Fwd: [PATCH v1] drm/i915/guc: Always disable interrupt ahead of synchronize_irq

[Date Prev][Date Next][Thread Prev][Thread Next][Date Index][Thread Index]

 



Just found my previous response click on "reply", not the "reply all", so add Cc list.

Regards,
Zhanjun Dong


-------- Forwarded Message --------
Subject: Re: [PATCH v1] drm/i915/guc: Always disable interrupt ahead of synchronize_irq
Date: Mon, 27 Jan 2025 17:17:33 -0500
From: Dong, Zhanjun <zhanjun.dong@xxxxxxxxx>
To: Daniele Ceraolo Spurio <daniele.ceraolospurio@xxxxxxxxx>

Please see my comments below.
Daniele raised a good point on GuC interrupt, I will dig deeper for more info.

Regards,
Zhanjun Dong

On 2025-01-27 12:12 p.m., Daniele Ceraolo Spurio wrote:



On 1/23/2025 8:23 AM, Zhanjun Dong wrote:
The purpose of synchronize_irq is to wait for any pending IRQ handlers for the interrupt to complete, if synchronize_irq called before interrupt disabled, an
tiny timing window created, where no more pending IRQ, but interrupt not
disabled yet. Meanwhile, if the interrupt event happened in this timing window,
an unexpected IRQ handling will be triggered.
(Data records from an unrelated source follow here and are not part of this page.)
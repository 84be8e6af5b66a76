use serde::{Deserialize, Serialize};
use time::OffsetDateTime;

use crate::domain::payment::Payment;

#[derive(Debug, Deserialize, Serialize, Clone)]
pub struct CreatePaymentRequest {
	pub order_id:     u64,
	pub total:        f64,
	#[serde(rename = "type")]
	pub payment_type: String,
}

#[derive(Debug, Deserialize, Serialize, Clone, PartialEq)]
pub struct PaymentResponse {
	pub id:           u64,
	#[serde(with = "time::serde::rfc3339")]
	pub created_at:   OffsetDateTime,
	pub order_id:     u64,
	pub total:        f64,
	#[serde(rename = "type")]
	pub payment_type: String,
	pub status:       String,
}

impl From<Payment> for PaymentResponse {
	fn from(payment: Payment) -> Self {
		PaymentResponse {
			id:           payment.id,
			created_at:   payment.created_at,
			order_id:     payment.order_id,
			total:        payment.total,
			payment_type: payment.payment_type,
			status:       payment.status,
		}
	}
}

#[derive(Debug, Deserialize, Serialize, Clone)]
pub struct WebhookNotificationRequest {
	pub id:    String,
	#[serde(default)]
	pub topic: String,
}
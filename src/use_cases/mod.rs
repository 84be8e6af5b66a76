pub mod create_payment;
pub mod dto;
pub mod get_payment;
pub mod get_payment_status;
pub mod handle_webhook;
pub mod update_payment_status;
use testcontainers::GenericImage;
use testcontainers::core::{ContainerPort, WaitFor};
use testcontainers::runners::AsyncRunner;

pub struct RedisTestContainer {
	pub client:    redis::Client,
	pub container: testcontainers::ContainerAsync<GenericImage>,
}

pub async fn get_test_redis_client() -> RedisTestContainer {
	let container = GenericImage::new("redis", "8.0.3-alpine")
		.with_exposed_port(ContainerPort::Tcp(6379))
		.with_wait_for(WaitFor::message_on_stdout("Ready to accept connections"))
		.start()
		.await
		.unwrap();
	let host_port = container.get_host_port_ipv4(6379).await;
	let redis_url = format!("redis://127.0.0.1:{}", host_port.unwrap());
	let client = redis::Client::open(redis_url).expect("Invalid Redis URL");
	RedisTestContainer { client, container }
}
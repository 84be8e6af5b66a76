use actix_web::web;
use qr_payment_service::adapters::web::routes;
use qr_payment_service::use_cases::create_payment::CreatePaymentUseCase;
use qr_payment_service::use_cases::get_payment::GetPaymentUseCase;
use qr_payment_service::use_cases::get_payment_status::GetPaymentStatusUseCase;
use qr_payment_service::use_cases::handle_webhook::HandleWebhookUseCase;
use qr_payment_service::use_cases::update_payment_status::UpdatePaymentStatusUseCase;

use crate::support::fakes::{
	FakeOrderService, FakePaymentGateway, InMemoryPaymentRepository,
};

pub const CALLBACK_URL: &str = "http://payments/payment/webhooks/notify";

/// Wires every use case over the given doubles and registers the routes.
pub fn payment_service(
	payment_repo: InMemoryPaymentRepository,
	order_service: FakeOrderService,
	payment_gateway: FakePaymentGateway,
) -> impl FnOnce(&mut web::ServiceConfig) {
	move |cfg| {
		cfg.app_data(web::Data::new(CreatePaymentUseCase::new(
			payment_repo.clone(),
			order_service.clone(),
			payment_gateway,
			CALLBACK_URL,
		)))
		.app_data(web::Data::new(GetPaymentUseCase::new(payment_repo.clone())))
		.app_data(web::Data::new(GetPaymentStatusUseCase::new(
			payment_repo.clone(),
		)))
		.app_data(web::Data::new(HandleWebhookUseCase::new(
			UpdatePaymentStatusUseCase::new(payment_repo),
			order_service,
		)));

		routes::<InMemoryPaymentRepository, FakeOrderService, FakePaymentGateway>(
			cfg,
		);
	}
}
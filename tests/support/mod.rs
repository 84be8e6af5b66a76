#![allow(dead_code)]

pub mod fakes;
pub mod redis_container;
pub mod web;
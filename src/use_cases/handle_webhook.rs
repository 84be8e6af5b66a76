use log::{error, info, warn};

use crate::domain::errors::PaymentError;
use crate::domain::order::ORDER_STATUS_PREPARING;
use crate::domain::order_service::OrderService;
use crate::domain::payment::PaymentStatus;
use crate::domain::repository::PaymentRepository;
use crate::use_cases::dto::{HandleWebhookCommand, UpdatePaymentStatusCommand};
use crate::use_cases::update_payment_status::UpdatePaymentStatusUseCase;

/// Applies a gateway notification to the stored payment and, for approved
/// payments, moves the order to "preparing".
///
/// The payment update is committed before the order service is called. If
/// that call fails the error is returned but the payment keeps its new
/// status, so payment and order can disagree until someone reconciles them.
#[derive(Clone)]
pub struct HandleWebhookUseCase<R, O>
where
	R: PaymentRepository,
	O: OrderService,
{
	update_payment_status: UpdatePaymentStatusUseCase<R>,
	order_service:         O,
}

impl<R, O> HandleWebhookUseCase<R, O>
where
	R: PaymentRepository,
	O: OrderService,
{
	pub fn new(
		update_payment_status: UpdatePaymentStatusUseCase<R>,
		order_service: O,
	) -> Self {
		Self {
			update_payment_status,
			order_service,
		}
	}

	pub async fn execute(
		&self,
		command: HandleWebhookCommand,
	) -> Result<(), PaymentError> {
		let order_id: u64 = command.id.parse().map_err(|_| {
			warn!("Ignoring notification with non-numeric id '{}'", command.id);
			PaymentError::Validation(format!(
				"notification id '{}' is not an order id",
				command.id
			))
		})?;

		let status = PaymentStatus::from_webhook_topic(&command.topic);

		self.update_payment_status
			.execute(UpdatePaymentStatusCommand { order_id, status })
			.await?;

		if !status.is_approved() {
			return Ok(());
		}

		match self
			.order_service
			.update_order_status(order_id, ORDER_STATUS_PREPARING)
			.await
		{
			Ok(()) => {
				info!("Order {order_id} moved to preparing");
				Ok(())
			}
			Err(e) => {
				error!(
					"Payment for order {order_id} is {status} but the order \
					 status update failed: {e}"
				);
				Err(wrap_order_status_error(e))
			}
		}
	}
}

fn wrap_order_status_error(err: PaymentError) -> PaymentError {
	match err {
		PaymentError::Remote { status, body } => PaymentError::Remote {
			status,
			body: format!("failed to update order status: {body}"),
		},
		other => PaymentError::Remote {
			status: None,
			body:   format!("failed to update order status: {other}"),
		},
	}
}
pub mod web;
pub mod redis_payment_repository;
Fixed by always disable interrupt ahead of synchronize_irq.

Closes: https://gitlab.freedesktop.org/drm/i915/kernel/-/issues/13454
Fixes: 26705e20752a ("drm/i915: Support for GuC interrupts")
Fixes: 54c52a841250 ("drm/i915/guc: Correctly handle GuC interrupts on Gen11")
Fixes: 2ae096872a2c ("drm/i915/pxp: Implement PXP irq handler")
Fixes: 3e7abf814193 ("drm/i915: Extract GT render power state management")

Signed-off-by: Zhanjun Dong <zhanjun.dong@xxxxxxxxx>

---
Cc: Alan Previn <alan.previn.teres.alexis@xxxxxxxxx>
Cc: Daniele Ceraolo Spurio <daniele.ceraolospurio@xxxxxxxxx>
Cc: Rodrigo Vivi <rodrigo.vivi@xxxxxxxxx>
Cc: Michal Wajdeczko <michal.wajdeczko@xxxxxxxxx>
Cc: Andi Shyti <andi.shyti@xxxxxxxxx>
---
  drivers/gpu/drm/i915/gt/intel_rps.c      | 3 +--
  drivers/gpu/drm/i915/gt/uc/intel_guc.c   | 4 ++--
  drivers/gpu/drm/i915/pxp/intel_pxp_irq.c | 2 +-
  3 files changed, 4 insertions(+), 5 deletions(-)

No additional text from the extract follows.